Foto: Arte digital |
APRESENTAÇÃO
Uma das principais escritoras francesas da atualidade, Annie Ernaux, empreende neste livro a ambiciosa e bem-sucedida tarefa de escrever uma autobiografia impessoal. Com ousadia e precisão estilística, ela lança mão de um sujeito coletivo e indeterminado, que ocupa o lugar do eu para dar luz a um novo gênero literário, no qual recordações pessoais se mesclam à grande História, numa evocação do tempo única. Nascida em 1940, em uma pequena cidade no interior da França, Ernaux pertence a uma geração que veio ao mundo tarde demais para se lembrar da guerra, mas que foi receptora imediata das recordações e mitologias familiares daquele tempo. Uma geração que nasceu cedo demais para estar à frente de Maio de 68, mas que ainda assim viu naquelas manifestações a possibilidade dos mais jovens de uma liberdade que por pouco não pode gozar. Finalista do International Booker Prize e vencedor dos prêmios Renaudot na França e Strega na Itália, Os anos é uma meditação filosófica poderosa e uma saborosa crônica de seu tempo. Pela prosa original de Ernaux, vemos passar seis décadas de acontecimentos, entre eles a Guerra da Argélia, a revolução dos costumes, o nascimento da sociedade de consumo, as principais eleições presidenciais francesas, a virada do milênio, o 11 de Setembro e as inovações tecnológicas, signo sob o qual vivemos até hoje.
RESENHA
Em 'os anos', Ernaux utiliza suas memórias e fotografias pessoais para evocar não apenas sua própria vida, mas também o contexto histórico em que ela está inserida. Ela discute a influência dos grandes acontecimentos históricos na formação das identidades individuais e coletivas ao longo do tempo.

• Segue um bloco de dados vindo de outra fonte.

use std::fmt;

use serde::{Deserialize, Serialize};

#[derive(Debug, Clone, Copy, PartialEq, Eq, Hash, Serialize, Deserialize)]
pub enum Brand {
    #[serde(rename = "Sub-Zero")]
    SubZero,
    Wolf,
    Cove,
    Unknown,
}

impl Brand {
    pub fn as_str(&self) -> &'static str {
        match self {
            Brand::SubZero => "Sub-Zero",
            Brand::Wolf => "Wolf",
            Brand::Cove => "Cove",
            Brand::Unknown => "Unknown",
        }
    }
}

impl fmt::Display for Brand {
    fn fmt(&self, f: &mut fmt::Formatter<'_>) -> fmt::Result {
        f.write_str(self.as_str())
    }
}

// checked in order, first hit wins
const BRAND_PATHS: &[(&str, Brand)] = &[
    ("/sub-zero/", Brand::SubZero),
    ("/wolf/", Brand::Wolf),
    ("/cove/", Brand::Cove),
];

/// Brand from the URL path alone; page content is never consulted.
pub fn classify_brand(url: &str) -> Brand {
    BRAND_PATHS
        .iter()
        .find(|(path, _)| url.contains(path))
        .map(|(_, brand)| *brand)
        .unwrap_or(Brand::Unknown)
}

#[cfg(test)]
mod tests {
    use super::*;

    #[test]
    fn brand_from_path() {
        assert_eq!(classify_brand("https://x/sub-zero/FOO-123"), Brand::SubZero);
        assert_eq!(classify_brand("https://x/wolf/BAR-456"), Brand::Wolf);
        assert_eq!(classify_brand("https://x/cove/BAZ-789"), Brand::Cove);
        assert_eq!(classify_brand("https://x/products/QUX-000"), Brand::Unknown);
    }

    #[test]
    fn sub_zero_wins_over_later_paths() {
        assert_eq!(
            classify_brand("https://x/sub-zero/wolf/cove/ABC-123"),
            Brand::SubZero
        );
        assert_eq!(classify_brand("https://x/cove/wolf/ABC-123"), Brand::Wolf);
    }

    #[test]
    fn needs_full_segment() {
        // "wolf" without both slashes is not a brand segment
        assert_eq!(classify_brand("https://x/wolfgang/ABC-123"), Brand::Unknown);
    }

    #[test]
    fn serializes_display_name() {
        assert_eq!(serde_json::to_string(&Brand::SubZero).unwrap(), "\"Sub-Zero\"");
        assert_eq!(Brand::Cove.to_string(), "Cove");
    }
}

Além disso, reflete sobre a importância dos objetos, gestos e hábitos do cotidiano na transmissão da memória e na construção da História. A obra também aborda as transformações sociais, culturais e tecnológicas ao longo do século XX e como elas impactam a maneira como as pessoas se relacionam com o passado e se projetam para o futuro.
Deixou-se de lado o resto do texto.